-- What you should do --
Comb through the entries for "warn" and pull out each line that holds it.

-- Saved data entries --
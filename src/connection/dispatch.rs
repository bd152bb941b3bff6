// src/connection/dispatch.rs
//! The per-connection event loop.
//!
//! Every worker message is routed by its `type`: `log` lines go to tracing,
//! `ipc-call`s go to the bridge, anything else is the outer protocol. Nothing
//! in here may fail the loop; a bad message is logged and dropped.

use std::panic::AssertUnwindSafe;
use std::sync::{Arc, Weak};

use futures::FutureExt;
use plugin_protocol::message::{IPC_CALL_TAG, IpcCallMessage, IpcResponseMessage, LOG_TAG, LogLevel};
use plugin_protocol::schema::{Validation, message_tag, validate_envelope, validate_ipc_call, validate_log_message};
use plugin_protocol::{MessageType, RemoteError, WorkerEvent, WorkerSender};
use serde_json::Value;
use tokio::sync::mpsc::UnboundedReceiver;
use tracing::{debug, error, info, warn};

use super::{ConnectionError, ConnectionState, Inner};

pub(super) async fn run(inner: Weak<Inner>, mut events: UnboundedReceiver<WorkerEvent>, sender: WorkerSender) {
    while let Some(event) = events.recv().await {
        let Some(conn) = inner.upgrade() else {
            return;
        };
        match event {
            WorkerEvent::Message(raw) => conn.route(raw, &sender),
            WorkerEvent::Error(err) => {
                // the exit that follows does the teardown
                error!(connection = %conn.name, %err, "worker error");
            }
            WorkerEvent::Exit(code) => {
                conn.on_exit(code).await;
                return;
            }
        }
    }

    if let Some(conn) = inner.upgrade() {
        conn.on_exit(1).await;
    }
}

impl Inner {
    fn route(self: &Arc<Self>, raw: Value, sender: &WorkerSender) {
        match message_tag(&raw) {
            Some(LOG_TAG) => self.forward_log(&raw),
            Some(IPC_CALL_TAG) => self.serve_ipc_call(&raw, sender),
            _ => self.settle_outer(&raw),
        }
    }

    fn forward_log(&self, raw: &Value) {
        let log = match validate_log_message(raw) {
            Validation::Success(log) => log,
            Validation::Failure(err) => {
                warn!(connection = %self.name, %err, "dropping malformed log message");
                return;
            }
        };

        let context = log.context.as_deref().unwrap_or_default();
        match log.level {
            LogLevel::Info => info!(connection = %self.name, context, "{}", log.message),
            LogLevel::Warn => warn!(connection = %self.name, context, "{}", log.message),
            LogLevel::Error => {
                let cause = log.error.as_ref().map(|e| e.message.as_str()).unwrap_or_default();
                let stack = log.error.as_ref().and_then(|e| e.stack.as_deref()).unwrap_or_default();
                error!(connection = %self.name, context, error = cause, stack, "{}", log.message);
            }
        }
    }

    fn serve_ipc_call(&self, raw: &Value, sender: &WorkerSender) {
        let IpcCallMessage { id, channel, args, .. } = match validate_ipc_call(raw) {
            Validation::Success(call) => call,
            Validation::Failure(err) => {
                warn!(connection = %self.name, %err, "dropping malformed ipc-call");
                return;
            }
        };

        if let Some(allowed) = &self.allowed {
            if !allowed.contains(&channel) {
                warn!(connection = %self.name, %channel, "ipc-call to a channel outside the allow-list");
                let reply = IpcResponseMessage::failure(
                    id,
                    format!("channel `{channel}` is not permitted for connection `{}`", self.name),
                );
                post_reply(sender, &reply);
                return;
            }
        }

        let bridge = Arc::clone(&self.bridge);
        let sender = sender.clone();
        let name = self.name.clone();
        // handlers may be slow; other calls keep flowing meanwhile
        tokio::spawn(async move {
            let reply = match AssertUnwindSafe(bridge.invoke(&channel, args)).catch_unwind().await {
                Ok(Ok(result)) => IpcResponseMessage::success(id, result),
                Ok(Err(err)) => {
                    debug!(connection = %name, %channel, %err, "ipc handler failed");
                    IpcResponseMessage::failure(id, err.to_string())
                }
                Err(_) => {
                    error!(connection = %name, %channel, "ipc handler panicked");
                    IpcResponseMessage::failure(id, format!("handler for {channel} panicked"))
                }
            };
            post_reply(&sender, &reply);
        });
    }

    fn settle_outer(&self, raw: &Value) {
        let envelope = match validate_envelope(raw) {
            Validation::Success(envelope) => envelope,
            Validation::Failure(err) => {
                warn!(connection = %self.name, %err, "dropping malformed message");
                return;
            }
        };

        let settled = match envelope.kind {
            MessageType::Ready => {
                let promoted = self.state.send_if_modified(|state| {
                    if *state == ConnectionState::Starting {
                        *state = ConnectionState::Running;
                        true
                    } else {
                        false
                    }
                });
                if promoted {
                    info!(connection = %self.name, "worker ready");
                } else {
                    debug!(connection = %self.name, "ignoring repeated ready");
                }
                return;
            }
            MessageType::Response => self.pending.settle(&envelope.id, Ok(envelope.payload)),
            MessageType::Error => {
                let remote = RemoteError::from_payload(&envelope.payload);
                self.pending.settle(&envelope.id, Err(ConnectionError::Remote(remote)))
            }
            other => {
                warn!(connection = %self.name, kind = %other, "worker sent a host-only message kind");
                return;
            }
        };

        if !settled {
            warn!(connection = %self.name, "no handler for message `{}`", envelope.id);
        }
    }

    async fn on_exit(&self, code: i32) {
        let mut slot = self.slot.lock().await;
        if *self.state.borrow() == ConnectionState::Stopping {
            debug!(connection = %self.name, code, "worker exited during stop");
            return;
        }

        if code != 0 {
            error!(connection = %self.name, code, "worker exited");
        } else {
            debug!(connection = %self.name, "worker exited cleanly");
        }

        slot.active = None;
        slot.last_exit = Some(code);
        let rejected = self.pending.reject_all(|| ConnectionError::ConnectionClosed);
        if rejected > 0 {
            warn!(connection = %self.name, rejected, "rejected pending calls after worker exit");
        }
        self.state.send_replace(ConnectionState::Stopped);
    }
}

fn post_reply(sender: &WorkerSender, reply: &IpcResponseMessage) {
    if let Err(err) = sender.post_json(reply) {
        debug!(id = %reply.id, %err, "could not deliver ipc-response");
    }
}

-- Written solution --
use tracing::{debug, error, info, warn};
                warn!(connection = %self.name, %err, "dropping malformed log message");
            LogLevel::Warn => warn!(connection = %self.name, context, "{}", log.message),
                warn!(connection = %self.name, %err, "dropping malformed ipc-call");
                warn!(connection = %self.name, %channel, "ipc-call to a channel outside the allow-list");
                warn!(connection = %self.name, %err, "dropping malformed message");
                warn!(connection = %self.name, kind = %other, "worker sent a host-only message kind");
            warn!(connection = %self.name, "no handler for message `{}`", envelope.id);
            warn!(connection = %self.name, rejected, "rejected pending calls after worker exit");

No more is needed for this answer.